Sports Medicine, Total Joint Replacement, General Orthopaedics
You inherit the durability of the articular cartilage – the smooth gliding surface that coats the end of all bones that form a joint. We do not fully understand this lack of durability, but we see a family history of multiple family members that have arthritis in their knees without unusual overuse or injury.
So the “weekend warrior” who has played sports their entire life or participates in sports in their spare time increases their chances of causing wear and tear injuries, especially if this is compounded by genetics, obesity, malalignment and past injuries. The high school athlete that has a major portion of their meniscus excised at age 18 will commonly start seeing some arthritis forming 20-25 years later.

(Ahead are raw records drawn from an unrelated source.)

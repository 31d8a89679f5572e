//! Rolling VWAP over typical price.
//!
//! VWAP(n)[i] = sum(TP * V, n) / sum(V, n), TP = (H + L + C) / 3
//! Warmup: first (n-1) bars missing. A zero volume window is missing.

use crate::domain::ohlcv::typical_price;
use crate::domain::series::Series;

pub fn calculate_vwap(
    high: &[f64],
    low: &[f64],
    close: &[f64],
    volume: &[f64],
    window: usize,
) -> Series {
    let n = close.len();
    if window == 0 {
        return Series::missing(n);
    }

    let weighted: Vec<f64> = (0..n)
        .map(|i| typical_price(high[i], low[i], close[i]) * volume[i])
        .collect();

    (0..n)
        .map(|i| {
            if i + 1 < window {
                return None;
            }
            let start = i + 1 - window;
            let pv: f64 = weighted[start..=i].iter().sum();
            let v: f64 = volume[start..=i].iter().sum();
            if v == 0.0 { None } else { Some(pv / v) }
        })
        .collect()
}
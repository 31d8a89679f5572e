//! OBV (On-Balance Volume).

use crate::domain::series::Series;

/// OBV[0] = volume[0]
/// If close[i] > close[i-1]: OBV[i] = OBV[i-1] + volume[i]
/// If close[i] < close[i-1]: OBV[i] = OBV[i-1] - volume[i]
/// If close[i] == close[i-1]: OBV[i] = OBV[i-1]
///
/// No warmup period; every bar has a value.
pub fn calculate_obv(close: &[f64], volume: &[f64]) -> Series {
    let mut obv = 0.0;
    let mut prev_close = 0.0;

    close
        .iter()
        .zip(volume)
        .enumerate()
        .map(|(i, (&c, &v))| {
            if i == 0 {
                obv = v;
            } else if c > prev_close {
                obv += v;
            } else if c < prev_close {
                obv -= v;
            }
            prev_close = c;
            Some(obv)
        })
        .collect()
}
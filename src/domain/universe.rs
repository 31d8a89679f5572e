//! Instrument universe parsing.

use std::collections::HashSet;

#[derive(Debug, Clone, PartialEq, Eq, thiserror::Error)]
pub enum UniverseError {
    #[error("empty token in ticker list")]
    EmptyToken,

    #[error("duplicate ticker: {0}")]
    DuplicateTicker(String),

    #[error("ticker list is empty")]
    Empty,
}

/// Parses a comma-separated ticker list: trimmed, upper-cased, order kept.
pub fn parse_tickers(input: &str) -> Result<Vec<String>, UniverseError> {
    if input.trim().is_empty() {
        return Err(UniverseError::Empty);
    }

    let mut tickers = Vec::new();
    let mut seen = HashSet::new();

    for token in input.split(',') {
        let trimmed = token.trim();
        if trimmed.is_empty() {
            return Err(UniverseError::EmptyToken);
        }
        let ticker = trimmed.to_uppercase();
        if !seen.insert(ticker.clone()) {
            return Err(UniverseError::DuplicateTicker(ticker));
        }
        tickers.push(ticker);
    }

    Ok(tickers)
}

#[cfg(test)]
mod tests {
    use super::*;

    #[test]
    fn parse_single_ticker() {
        assert_eq!(parse_tickers("SPY").unwrap(), vec!["SPY"]);
    }

    #[test]
    fn parse_trims_and_uppercases() {
        assert_eq!(
            parse_tickers(" spy , qqq,Iwm ").unwrap(),
            vec!["SPY", "QQQ", "IWM"]
        );
    }

    #[test]
    fn parse_keeps_order() {
        assert_eq!(parse_tickers("XLF,XLE,XLK").unwrap(), vec!["XLF", "XLE", "XLK"]);
    }

    #[test]
    fn parse_rejects_empty_token() {
        assert_eq!(parse_tickers("SPY,,QQQ"), Err(UniverseError::EmptyToken));
        assert_eq!(parse_tickers("SPY,"), Err(UniverseError::EmptyToken));
    }

    #[test]
    fn parse_rejects_duplicates_case_insensitively() {
        assert_eq!(
            parse_tickers("SPY,spy"),
            Err(UniverseError::DuplicateTicker("SPY".into()))
        );
    }

    #[test]
    fn parse_rejects_blank_input() {
        assert_eq!(parse_tickers("  "), Err(UniverseError::Empty));
    }
}
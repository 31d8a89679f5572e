//! Ordered collection of derived columns over one instrument's history.

use crate::domain::column::ColumnKey;
use crate::domain::error::SignalError;
use crate::domain::series::Series;

/// Read/append access to named columns of equal length.
///
/// Implemented by [`FeatureFrame`] (rows are bars of one instrument) and by
/// [`Snapshot`](crate::domain::snapshot::Snapshot) (rows are instruments), so
/// the enhancement and composite code runs unchanged on either.
pub trait ColumnStore {
    fn row_count(&self) -> usize;
    fn column(&self, key: &ColumnKey) -> Option<Series>;
    fn set_column(&mut self, key: ColumnKey, values: Series) -> Result<(), SignalError>;

    fn has_column(&self, key: &ColumnKey) -> bool {
        self.column(key).is_some()
    }
}

#[derive(Debug, Clone, Default, PartialEq)]
pub struct FeatureFrame {
    len: usize,
    columns: Vec<(ColumnKey, Series)>,
}

impl FeatureFrame {
    pub fn new(len: usize) -> Self {
        Self {
            len,
            columns: Vec::new(),
        }
    }

    pub fn len(&self) -> usize {
        self.len
    }

    pub fn width(&self) -> usize {
        self.columns.len()
    }

    pub fn is_empty(&self) -> bool {
        self.columns.is_empty()
    }

    /// Appends a column, or replaces it in place if the key already exists.
    pub fn insert(&mut self, key: ColumnKey, values: Series) -> Result<(), SignalError> {
        if values.len() != self.len {
            return Err(SignalError::data(format!(
                "column {} has {} rows, frame has {}",
                key,
                values.len(),
                self.len
            )));
        }
        match self.columns.iter_mut().find(|(k, _)| *k == key) {
            Some((_, existing)) => *existing = values,
            None => self.columns.push((key, values)),
        }
        Ok(())
    }

    pub fn get(&self, key: &ColumnKey) -> Option<&Series> {
        self.columns.iter().find(|(k, _)| k == key).map(|(_, s)| s)
    }

    pub fn contains(&self, key: &ColumnKey) -> bool {
        self.get(key).is_some()
    }

    pub fn keys(&self) -> impl Iterator<Item = &ColumnKey> {
        self.columns.iter().map(|(k, _)| k)
    }

    pub fn iter(&self) -> impl Iterator<Item = (&ColumnKey, &Series)> {
        self.columns.iter().map(|(k, s)| (k, s))
    }

    /// Column-wise concatenation; `other`'s columns follow this frame's.
    pub fn merge(&mut self, other: FeatureFrame) -> Result<(), SignalError> {
        for (key, values) in other.columns {
            self.insert(key, values)?;
        }
        Ok(())
    }

    /// Values `bars_ago` rows before the last one, in column order.
    pub fn row_from_end(&self, bars_ago: usize) -> Vec<(ColumnKey, Option<f64>)> {
        let idx = self.len.checked_sub(bars_ago + 1);
        self.columns
            .iter()
            .map(|(k, s)| (k.clone(), idx.and_then(|i| s.get(i))))
            .collect()
    }

    pub fn last_row(&self) -> Vec<(ColumnKey, Option<f64>)> {
        self.row_from_end(0)
    }
}

impl ColumnStore for FeatureFrame {
    fn row_count(&self) -> usize {
        self.len
    }

    fn column(&self, key: &ColumnKey) -> Option<Series> {
        self.get(key).cloned()
    }

    fn set_column(&mut self, key: ColumnKey, values: Series) -> Result<(), SignalError> {
        self.insert(key, values)
    }
}

#[cfg(test)]
mod tests {
    use super::*;
    use crate::domain::column::ColumnVariant;

    fn key(name: &str) -> ColumnKey {
        ColumnKey::base(name, "1D")
    }

    #[test]
    fn insert_preserves_order_and_replaces_in_place() {
        let mut frame = FeatureFrame::new(2);
        frame.insert(key("RSI"), Series::from_values(&[1.0, 2.0])).unwrap();
        frame.insert(key("CMF"), Series::from_values(&[3.0, 4.0])).unwrap();
        frame.insert(key("RSI"), Series::from_values(&[5.0, 6.0])).unwrap();

        let names: Vec<String> = frame.keys().map(|k| k.to_string()).collect();
        assert_eq!(names, vec!["RSI_1D", "CMF_1D"]);
        assert_eq!(frame.get(&key("RSI")).unwrap().last(), Some(6.0));
    }

    #[test]
    fn insert_rejects_length_mismatch() {
        let mut frame = FeatureFrame::new(3);
        assert!(frame.insert(key("RSI"), Series::from_values(&[1.0])).is_err());
        assert!(frame.is_empty());
    }

    #[test]
    fn merge_appends_columns() {
        let mut a = FeatureFrame::new(1);
        a.insert(key("RSI"), Series::from_values(&[1.0])).unwrap();
        let mut b = FeatureFrame::new(1);
        b.insert(key("VOLUME"), Series::from_values(&[9.0])).unwrap();
        a.merge(b).unwrap();
        assert_eq!(a.width(), 2);
        assert!(a.contains(&key("VOLUME")));
    }

    #[test]
    fn last_row_and_row_from_end() {
        let mut frame = FeatureFrame::new(3);
        frame
            .insert(key("RSI"), Series::new(vec![Some(1.0), Some(2.0), None]))
            .unwrap();
        assert_eq!(frame.last_row(), vec![(key("RSI"), None)]);
        assert_eq!(frame.row_from_end(1), vec![(key("RSI"), Some(2.0))]);
        assert_eq!(frame.row_from_end(5), vec![(key("RSI"), None)]);
    }

    #[test]
    fn column_store_view() {
        let mut frame = FeatureFrame::new(1);
        let avg = key("RSI").with_variant(ColumnVariant::Avg);
        frame.set_column(avg.clone(), Series::from_values(&[4.0])).unwrap();
        assert!(frame.has_column(&avg));
        assert_eq!(frame.row_count(), 1);
        assert_eq!(frame.column(&avg), Some(Series::from_values(&[4.0])));
    }
}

The United States has record high levels of obesity. Obesity increases the stress to the knee joint by a factor of 4-5 times. 50 extra pounds can increase the knee joint forces up to 250 pounds per square inch.
Bow legs (varus) or knock knees (valgus) wear the joints out faster. The normal joint is 50 valgus so it shares the load 50% inside and 50% outside. If the knee is abnormally aligned, this can shift to 60:40 or 70:30 so the abnormal joint receives excessive stress.
Articular Cartilage Damage
The smooth gliding surface of the knee joint can be damaged by multiple small injuries that accumulate through life and sports or significantly damaged by major injuries or fractures. If a fracture (or broken bone) involved the knee joint it can accelerate the arthritics. We call this post traumatic arthritis. Major ligament injuries like ACL tears can also damage articular cartilage.
The meniscus is a C-shaped cartilage spacer that acts as a shock absorber for the knee. You have 2 – one on the medial side (inside) and lateral side (outside) of the knee. When someone has a “cartilage tear” this structure is torn. If it has to be removed by arthroscopic surgery (which is a very common surgery that we perform), the shock absorbing function can be diminished leading to increased wear on the joint.
I will not ever get into inflammatory arthritis (rheumatoid, Lupus, gout psoriatic) or Avascular necrosis – people that have this are not going to be participating in “weekend warrior” activities to a very high degree.
What do you do if you start to develop arthritis?
Planting, pivoting sports like basketball, soccer and long distance running may have to be limited. Golfers may have to ride golf carts instead of walking. Runners may have to shift to activities that are less stressful (Walking, elliptical machines, bicycle, swimming, weight lifting) that avoid stress to the knee joint. If it hurts, don’t do it.
Non-Steroidal Anti-inflammatory medications can be used – Aspirin, Ibuprofen, Aleve and the 20 prescription NSAID’s that are available. They can decrease the inflammation and pain and allow more activity. NSAID’s have side effects so they have to be used carefully with following by your primary care physician. Some potential side effects are stomach irritation (even ulcers), kidney damage, blood thinning and cardiac effects.
Supporting braces can help take the stress off of the knee. This can be as simple as an elastic sleeve or as complex as a valgus loading brace that distributes the joint forces to the “good” side and unloads the arthritic side – these are expensive and somewhat cumbersome to wear but they can be helpful.
Cortisone – the world’s most powerful anti-inflammatory – can be used sparingly to limit pain and inflammation. There are limits to the frequency and extent of their use. Hyaluronic acid (Synvisc, Hyalgan) injections can also be used to improved pain and decrease inflammation.
Outpatient resection of meniscus tears and smoothing of articular cartilage can be performed through 3 “stab” incisions. This dramatically helps pain from meniscus tears but does not predictably help the articular cartilage damage.
If the articular cartilage is damaged to the degree that bone is exposed at the joint surface, this is the beginning of severe arthritis. When all non-surgical treatments have been exhausted and the pain and disability start to greatly limit activities, then artificial joint replacement using metal and high tech plastic can be considered. Basically, the worn surfaces of the joint are removed and replaced with stainless steel surfaces and cross linked polyethylene plastic spacers. Modern total knees are durable and long lasting but they do not allow running and jumping. Once you have a total knee, sports are limited to walking and low stress activities.
Millions of people can enjoy sports their entire life without major damage to their knees. There are also many athletes and “weekend warriors” who participate in competitive and recreational sports that damage their articular cartilage over time and develop arthritis that needs to be treated. Total joints should be considered as a last resort to these athletes but there are still many low impact activities and sports that can be enjoyed by ageless and active people.